Exercise goal
Go through the records and show each line where the word "VfsError" occurs.

── Extracted material

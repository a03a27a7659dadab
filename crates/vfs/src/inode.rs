//! TEAM_202: Inode Implementation
//!
//! An inode is the driver-produced handle for one filesystem node. Drivers
//! hand out one canonical `Arc<Inode>` per node so identity can be checked
//! with [`Inode::same_node`] even across lookups.

use alloc::boxed::Box;
use alloc::sync::{Arc, Weak};
use core::any::Any;
use core::fmt;
use core::sync::atomic::{AtomicU32, Ordering};

use los_utils::RwLock;

use crate::driver::{DriverRef, FileOpsRef};
use crate::error::{VfsError, VfsResult};
use crate::mode;
use crate::volume::{Volume, VolumeId, VolumeRef};

/// TEAM_202: Reference to an inode
pub type InodeRef = Arc<Inode>;

/// TEAM_202: Weak reference to an inode (for parent pointers)
pub type WeakInodeRef = Weak<Inode>;

pub struct Inode {
    ino: u64,
    volume_id: VolumeId,
    /// File type and permissions (S_IFMT | mode bits)
    mode: AtomicU32,
    volume: Weak<Volume>,
    driver: DriverRef,
    /// Absent means every file operation is unimplemented
    file_ops: Option<FileOpsRef>,
    /// Set while a volume is mounted on this inode
    mount_root: RwLock<Option<InodeRef>>,
    /// Filesystem-specific private data
    private: Box<dyn Any + Send + Sync>,
}

impl Inode {
    /// TEAM_202: Create a new inode
    pub fn new(
        ino: u64,
        mode: u32,
        volume: Weak<Volume>,
        volume_id: VolumeId,
        driver: DriverRef,
        file_ops: Option<FileOpsRef>,
        private: Box<dyn Any + Send + Sync>,
    ) -> Self {
        Self {
            ino,
            volume_id,
            mode: AtomicU32::new(mode),
            volume,
            driver,
            file_ops,
            mount_root: RwLock::new(None),
            private,
        }
    }

    /// Identifier, unique only within [`Inode::volume_id`]
    pub fn ino(&self) -> u64 {
        self.ino
    }

    pub fn volume_id(&self) -> VolumeId {
        self.volume_id
    }

    pub fn mode(&self) -> u32 {
        self.mode.load(Ordering::Relaxed)
    }

    /// Replaces the permission bits, keeping the file type
    pub fn set_permissions(&self, perms: u32) {
        let _ = self
            .mode
            .fetch_update(Ordering::Relaxed, Ordering::Relaxed, |m| {
                Some(mode::make_mode(m, perms))
            });
    }

    pub fn is_file(&self) -> bool {
        mode::is_reg(self.mode())
    }

    pub fn is_dir(&self) -> bool {
        mode::is_dir(self.mode())
    }

    pub fn is_symlink(&self) -> bool {
        mode::is_lnk(self.mode())
    }

    /// Owning volume. Fails only while the volume is being torn down.
    pub fn volume(&self) -> VfsResult<VolumeRef> {
        self.volume.upgrade().ok_or(VfsError::NotFound)
    }

    pub fn driver(&self) -> &DriverRef {
        &self.driver
    }

    pub fn file_ops(&self) -> Option<&FileOpsRef> {
        self.file_ops.as_ref()
    }

    /// Root inode of the volume mounted here, if any
    pub fn mount_root(&self) -> Option<InodeRef> {
        self.mount_root.read().clone()
    }

    pub(crate) fn set_mount_root(&self, root: Option<InodeRef>) {
        *self.mount_root.write() = root;
    }

    /// TEAM_470: Same node on the same volume. Raw ids are only compared
    /// once the volumes are known to match.
    pub fn same_node(&self, other: &Inode) -> bool {
        self.volume_id == other.volume_id && self.ino == other.ino
    }

    /// Filesystem-private data, if it has type `T`
    pub fn private<T: Any>(&self) -> Option<&T> {
        self.private.downcast_ref::<T>()
    }
}

impl fmt::Debug for Inode {
    fn fmt(&self, f: &mut fmt::Formatter<'_>) -> fmt::Result {
        f.debug_struct("Inode")
            .field("volume", &self.volume_id)
            .field("ino", &self.ino)
            .field("mode", &format_args!("{:o}", self.mode()))
            .finish_non_exhaustive()
    }
}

────

Output for this exercise
use crate::error::{VfsError, VfsResult};
        self.volume.upgrade().ok_or(VfsError::NotFound)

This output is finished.